EXERCISE DETAILS: Look below for the line containing "repository d491278471afb7ef" and the line containing "#[tokio::main]"; repeat exactly those two lines and all lines between them, and nothing else.

Dataset entries
::::::::::

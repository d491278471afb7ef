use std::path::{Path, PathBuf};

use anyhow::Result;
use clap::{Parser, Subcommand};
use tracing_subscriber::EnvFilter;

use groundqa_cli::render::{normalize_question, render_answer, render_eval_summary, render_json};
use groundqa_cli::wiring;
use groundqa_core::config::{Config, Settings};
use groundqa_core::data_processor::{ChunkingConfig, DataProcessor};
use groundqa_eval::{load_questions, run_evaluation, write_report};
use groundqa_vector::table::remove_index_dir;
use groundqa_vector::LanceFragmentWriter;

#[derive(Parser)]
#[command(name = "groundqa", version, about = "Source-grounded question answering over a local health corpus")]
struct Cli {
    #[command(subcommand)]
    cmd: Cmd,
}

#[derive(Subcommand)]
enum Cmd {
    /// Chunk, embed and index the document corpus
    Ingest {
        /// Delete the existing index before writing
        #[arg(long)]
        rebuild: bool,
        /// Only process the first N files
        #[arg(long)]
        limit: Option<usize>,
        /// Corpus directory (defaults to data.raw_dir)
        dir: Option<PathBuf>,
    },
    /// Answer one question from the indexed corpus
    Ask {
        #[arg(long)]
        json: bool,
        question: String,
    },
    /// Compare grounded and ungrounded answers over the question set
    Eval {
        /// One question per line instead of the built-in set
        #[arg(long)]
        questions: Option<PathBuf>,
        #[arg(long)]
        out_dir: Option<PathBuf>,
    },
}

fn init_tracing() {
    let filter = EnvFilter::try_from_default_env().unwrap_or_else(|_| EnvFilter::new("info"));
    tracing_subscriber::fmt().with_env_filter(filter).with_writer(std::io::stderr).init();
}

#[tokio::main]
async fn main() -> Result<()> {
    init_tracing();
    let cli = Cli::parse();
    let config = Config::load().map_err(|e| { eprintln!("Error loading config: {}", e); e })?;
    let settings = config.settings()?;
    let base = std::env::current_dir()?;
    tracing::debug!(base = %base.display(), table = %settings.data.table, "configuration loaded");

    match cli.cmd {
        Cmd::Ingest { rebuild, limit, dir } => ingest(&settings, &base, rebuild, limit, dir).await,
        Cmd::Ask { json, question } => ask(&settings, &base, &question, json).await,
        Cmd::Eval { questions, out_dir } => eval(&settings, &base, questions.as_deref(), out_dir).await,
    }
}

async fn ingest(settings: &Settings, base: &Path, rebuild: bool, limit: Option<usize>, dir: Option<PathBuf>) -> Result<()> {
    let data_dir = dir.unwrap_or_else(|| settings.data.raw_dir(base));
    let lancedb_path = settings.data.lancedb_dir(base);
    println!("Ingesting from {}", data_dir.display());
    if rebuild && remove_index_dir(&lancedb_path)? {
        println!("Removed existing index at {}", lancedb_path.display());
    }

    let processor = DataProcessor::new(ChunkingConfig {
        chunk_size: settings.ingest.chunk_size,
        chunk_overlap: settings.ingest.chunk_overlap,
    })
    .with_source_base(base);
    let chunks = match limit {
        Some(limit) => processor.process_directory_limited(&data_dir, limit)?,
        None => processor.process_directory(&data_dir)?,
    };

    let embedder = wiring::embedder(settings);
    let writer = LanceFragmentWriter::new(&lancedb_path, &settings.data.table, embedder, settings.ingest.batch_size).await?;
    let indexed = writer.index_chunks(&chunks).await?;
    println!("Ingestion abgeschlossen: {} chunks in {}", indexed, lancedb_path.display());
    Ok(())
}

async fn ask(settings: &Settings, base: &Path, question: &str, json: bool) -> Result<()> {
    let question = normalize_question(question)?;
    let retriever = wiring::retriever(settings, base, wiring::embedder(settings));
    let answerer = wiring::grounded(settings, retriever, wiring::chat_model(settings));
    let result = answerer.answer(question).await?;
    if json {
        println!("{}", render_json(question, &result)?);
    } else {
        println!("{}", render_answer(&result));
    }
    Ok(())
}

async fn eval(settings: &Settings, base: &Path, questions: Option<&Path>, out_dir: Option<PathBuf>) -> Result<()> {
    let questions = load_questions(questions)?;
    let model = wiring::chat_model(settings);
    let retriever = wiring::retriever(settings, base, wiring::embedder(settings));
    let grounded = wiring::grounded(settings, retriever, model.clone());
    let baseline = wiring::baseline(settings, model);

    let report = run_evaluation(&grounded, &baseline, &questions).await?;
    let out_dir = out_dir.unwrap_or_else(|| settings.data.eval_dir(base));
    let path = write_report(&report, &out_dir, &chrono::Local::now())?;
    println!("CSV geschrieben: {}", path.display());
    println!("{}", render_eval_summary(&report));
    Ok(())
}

::::::::::

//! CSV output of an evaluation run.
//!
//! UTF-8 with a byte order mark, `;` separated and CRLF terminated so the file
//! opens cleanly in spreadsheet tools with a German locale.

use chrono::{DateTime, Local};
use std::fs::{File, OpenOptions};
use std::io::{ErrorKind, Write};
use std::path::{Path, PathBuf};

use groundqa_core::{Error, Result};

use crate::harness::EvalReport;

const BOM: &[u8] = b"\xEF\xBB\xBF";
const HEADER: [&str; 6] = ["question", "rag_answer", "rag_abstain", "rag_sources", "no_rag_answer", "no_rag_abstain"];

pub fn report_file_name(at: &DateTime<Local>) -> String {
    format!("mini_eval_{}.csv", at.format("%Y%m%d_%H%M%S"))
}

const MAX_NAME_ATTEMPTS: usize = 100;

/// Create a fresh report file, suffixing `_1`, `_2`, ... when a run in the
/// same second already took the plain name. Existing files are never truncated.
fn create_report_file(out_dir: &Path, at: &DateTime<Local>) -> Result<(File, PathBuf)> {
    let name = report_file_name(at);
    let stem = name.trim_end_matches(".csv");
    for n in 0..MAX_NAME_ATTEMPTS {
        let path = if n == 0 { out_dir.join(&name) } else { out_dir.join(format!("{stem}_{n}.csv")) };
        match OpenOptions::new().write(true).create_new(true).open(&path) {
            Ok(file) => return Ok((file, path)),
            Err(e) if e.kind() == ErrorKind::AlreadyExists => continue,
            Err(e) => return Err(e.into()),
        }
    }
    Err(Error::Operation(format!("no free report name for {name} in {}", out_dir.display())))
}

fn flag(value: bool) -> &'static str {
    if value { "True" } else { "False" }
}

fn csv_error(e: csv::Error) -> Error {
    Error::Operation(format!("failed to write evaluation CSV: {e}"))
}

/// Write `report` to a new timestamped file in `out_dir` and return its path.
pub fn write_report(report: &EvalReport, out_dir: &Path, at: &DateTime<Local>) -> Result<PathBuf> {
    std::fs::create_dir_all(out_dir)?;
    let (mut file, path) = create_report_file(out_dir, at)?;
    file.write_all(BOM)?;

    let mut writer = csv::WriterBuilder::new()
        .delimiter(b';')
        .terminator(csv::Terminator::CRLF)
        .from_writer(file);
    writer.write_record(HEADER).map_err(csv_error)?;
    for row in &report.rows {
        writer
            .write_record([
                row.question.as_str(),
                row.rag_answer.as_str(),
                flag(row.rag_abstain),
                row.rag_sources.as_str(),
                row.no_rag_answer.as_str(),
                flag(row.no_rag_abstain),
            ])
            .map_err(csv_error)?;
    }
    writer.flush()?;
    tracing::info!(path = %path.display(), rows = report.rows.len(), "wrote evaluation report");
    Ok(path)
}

::::::::::

EXERCISE RESULT:
repository d491278471afb7ef
use std::path::{Path, PathBuf};

use anyhow::Result;
use clap::{Parser, Subcommand};
use tracing_subscriber::EnvFilter;

use groundqa_cli::render::{normalize_question, render_answer, render_eval_summary, render_json};
use groundqa_cli::wiring;
use groundqa_core::config::{Config, Settings};
use groundqa_core::data_processor::{ChunkingConfig, DataProcessor};
use groundqa_eval::{load_questions, run_evaluation, write_report};
use groundqa_vector::table::remove_index_dir;
use groundqa_vector::LanceFragmentWriter;

#[derive(Parser)]
#[command(name = "groundqa", version, about = "Source-grounded question answering over a local health corpus")]
struct Cli {
    #[command(subcommand)]
    cmd: Cmd,
}

#[derive(Subcommand)]
enum Cmd {
    /// Chunk, embed and index the document corpus
    Ingest {
        /// Delete the existing index before writing
        #[arg(long)]
        rebuild: bool,
        /// Only process the first N files
        #[arg(long)]
        limit: Option<usize>,
        /// Corpus directory (defaults to data.raw_dir)
        dir: Option<PathBuf>,
    },
    /// Answer one question from the indexed corpus
    Ask {
        #[arg(long)]
        json: bool,
        question: String,
    },
    /// Compare grounded and ungrounded answers over the question set
    Eval {
        /// One question per line instead of the built-in set
        #[arg(long)]
        questions: Option<PathBuf>,
        #[arg(long)]
        out_dir: Option<PathBuf>,
    },
}

fn init_tracing() {
    let filter = EnvFilter::try_from_default_env().unwrap_or_else(|_| EnvFilter::new("info"));
    tracing_subscriber::fmt().with_env_filter(filter).with_writer(std::io::stderr).init();
}

#[tokio::main]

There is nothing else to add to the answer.